How Does Smoking Cigarettes Affect Sleep?

Insomnia, Snoring, and Sleep Apnea May Be Worsened by Smoking

A young man smokes a cigarette on his bed and is at risk for insomnia, snoring, and sleep apnea
A young man smokes a cigarette on his bed and is at risk for insomnia, snoring, and sleep apnea. Getty Images

If you or a loved one smokes cigarettes, you may wonder: How does smoking cigarettes affect sleep? Learn about the potential contribution to insomnia, including sleep fragmentation, and to snoring and sleep apnea. Finally, consider the importance of safety and a few other reasons why you may want to stop smoking for your health.

The Role of Nicotine in Insomnia

Smoking cigarettes or using other tobacco products like cigars can affect your sleep in several important ways.

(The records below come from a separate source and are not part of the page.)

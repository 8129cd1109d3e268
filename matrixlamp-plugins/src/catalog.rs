//! Plugin catalog
//!
//! Owns one instance of every built-in plugin and registers them in the
//! order given by `[plugins] order` in `lamp.toml`.

use core::fmt;

use heapless::String;
use matrixlamp_core::plugin::{Plugin, Registry, RegistryError, MAX_ID_LEN};

use crate::{
    BreakoutPlugin, CirclePlugin, DrawPlugin, FireworkPlugin, LifePlugin, LinesPlugin, RainPlugin,
    SnakePlugin, StarsPlugin,
};

/// Built-in cycling order, used when the configured order is empty
pub const BUILTIN_ORDER: [&str; 9] = [
    "draw", "snake", "life", "stars", "lines", "circle", "rain", "breakout", "firework",
];

/// Catalog registration errors
#[derive(Debug, Clone, Copy, PartialEq, Eq)]
#[cfg_attr(feature = "defmt", derive(defmt::Format))]
pub enum CatalogError {
    /// Configured id names no built-in plugin
    UnknownPlugin,
    Registry(RegistryError),
}

impl From<RegistryError> for CatalogError {
    fn from(err: RegistryError) -> Self {
        CatalogError::Registry(err)
    }
}

impl fmt::Display for CatalogError {
    fn fmt(&self, f: &mut fmt::Formatter<'_>) -> fmt::Result {
        match self {
            CatalogError::UnknownPlugin => f.write_str("unknown plugin id"),
            CatalogError::Registry(err) => err.fmt(f),
        }
    }
}

/// One instance of each built-in plugin
pub struct PluginCatalog {
    draw: DrawPlugin,
    snake: SnakePlugin,
    life: LifePlugin,
    stars: StarsPlugin,
    lines: LinesPlugin,
    circle: CirclePlugin,
    rain: RainPlugin,
    breakout: BreakoutPlugin,
    firework: FireworkPlugin,
}

impl PluginCatalog {
    /// Create the catalog; `seed` feeds the random plugins
    pub fn new(seed: u32) -> Self {
        Self {
            draw: DrawPlugin::new(),
            snake: SnakePlugin::new(seed),
            life: LifePlugin::new(seed.rotate_left(8)),
            stars: StarsPlugin::new(seed.rotate_left(16)),
            lines: LinesPlugin::new(),
            circle: CirclePlugin::new(),
            rain: RainPlugin::new(seed.rotate_left(24)),
            breakout: BreakoutPlugin::new(seed ^ 0x5555_5555),
            firework: FireworkPlugin::new(seed.rotate_left(12) ^ 0xAAAA_AAAA),
        }
    }

    /// Check if `id` names a built-in plugin
    pub fn knows(id: &str) -> bool {
        BUILTIN_ORDER.contains(&id)
    }

    /// Register plugins with `registry`
    ///
    /// An empty `order` registers everything in [`BUILTIN_ORDER`]. Otherwise
    /// only the listed plugins are registered, in the listed order. Returns
    /// the number registered.
    pub fn register_into<'a>(
        &'a mut self,
        registry: &mut Registry<'a>,
        order: &[String<MAX_ID_LEN>],
    ) -> Result<usize, CatalogError> {
        // Same order as BUILTIN_ORDER
        let mut slots: [Option<&'a mut dyn Plugin>; BUILTIN_ORDER.len()] = [
            Some(&mut self.draw),
            Some(&mut self.snake),
            Some(&mut self.life),
            Some(&mut self.stars),
            Some(&mut self.lines),
            Some(&mut self.circle),
            Some(&mut self.rain),
            Some(&mut self.breakout),
            Some(&mut self.firework),
        ];

        if order.is_empty() {
            for slot in slots.iter_mut() {
                if let Some(plugin) = slot.take() {
                    registry.register(plugin)?;
                }
            }
            return Ok(BUILTIN_ORDER.len());
        }

        for id in order {
            let index = BUILTIN_ORDER
                .iter()
                .position(|&known| known == id.as_str())
                .ok_or(CatalogError::UnknownPlugin)?;
            let plugin = slots[index].take().ok_or(RegistryError::DuplicateId)?;
            registry.register(plugin)?;
        }
        Ok(order.len())
    }
}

It all has to do with the active ingredient, nicotine.

First, depending on your level of use and dependence, your desire for additional nicotine during your sleep may cause you to awaken and this may lead to insomnia. Nicotine itself is a stimulant and the use of it too close to bedtime may also make it difficult for you to fall asleep.

This being said, there are some people who report that smoking makes them feel sleepy. As it may relieve anxiety and cause some relaxation, this is possible, but most people will respond to its stimulating properties.

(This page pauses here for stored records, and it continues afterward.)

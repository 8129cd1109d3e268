//! Scheduler state definition

/// Scheduler states
///
/// The switch between two plugins happens inside a single `step` call and
/// is never observable from outside.
#[derive(Debug, Clone, Copy, PartialEq, Eq, Default)]
#[cfg_attr(feature = "defmt", derive(defmt::Format))]
pub enum SchedulerState {
    /// `start` not called yet, or stopped
    #[default]
    Unstarted,
    /// Plugin at this registry index owns the display
    Active(usize),
}

impl SchedulerState {
    /// Index of the active plugin, if any
    pub fn active(&self) -> Option<usize> {
        match self {
            SchedulerState::Active(index) => Some(*index),
            SchedulerState::Unstarted => None,
        }
    }

    pub fn is_started(&self) -> bool {
        matches!(self, SchedulerState::Active(_))
    }
}

/// Why a switch happened
#[derive(Debug, Clone, Copy, PartialEq, Eq)]
#[cfg_attr(feature = "defmt", derive(defmt::Format))]
pub enum SwitchCause {
    /// Debounced button press
    Button,
    /// Remote selection by id
    RemoteSelect,
    /// Remote request for the next plugin
    RemoteNext,
    /// Auto-cycle interval elapsed
    Timeout,
}

/// A completed switch from one plugin to another
#[derive(Debug, Clone, Copy, PartialEq, Eq)]
#[cfg_attr(feature = "defmt", derive(defmt::Format))]
pub struct Transition {
    pub from: usize,
    pub to: usize,
    pub cause: SwitchCause,
}

/// Index after `index` in a registry of `count` plugins
pub fn next_index(index: usize, count: usize) -> usize {
    if count == 0 {
        0
    } else {
        (index + 1) % count
    }
}

#[cfg(test)]
mod tests {
    use super::*;

    #[test]
    fn test_next_index_wraps() {
        assert_eq!(next_index(0, 3), 1);
        assert_eq!(next_index(2, 3), 0);
        assert_eq!(next_index(0, 1), 0);
        assert_eq!(next_index(5, 0), 0);
    }

    #[test]
    fn test_state_accessors() {
        assert_eq!(SchedulerState::default(), SchedulerState::Unstarted);
        assert_eq!(SchedulerState::Unstarted.active(), None);
        assert!(!SchedulerState::Unstarted.is_started());
        assert_eq!(SchedulerState::Active(2).active(), Some(2));
        assert!(SchedulerState::Active(2).is_started());
    }
}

Sleep Changes That Occur with Smoking Cigarettes

Smoking also is associated with a disruption of the basic structure of sleep called sleep architecture. This is the pattern of sleep stages that occur during the night. It seems that smoking fragments sleep and leads to insomnia.

In a research study, it was shown that current smokers take slightly longer to fall asleep (called the sleep latency), sleep less, and have less deep sleep (called slow wave sleep).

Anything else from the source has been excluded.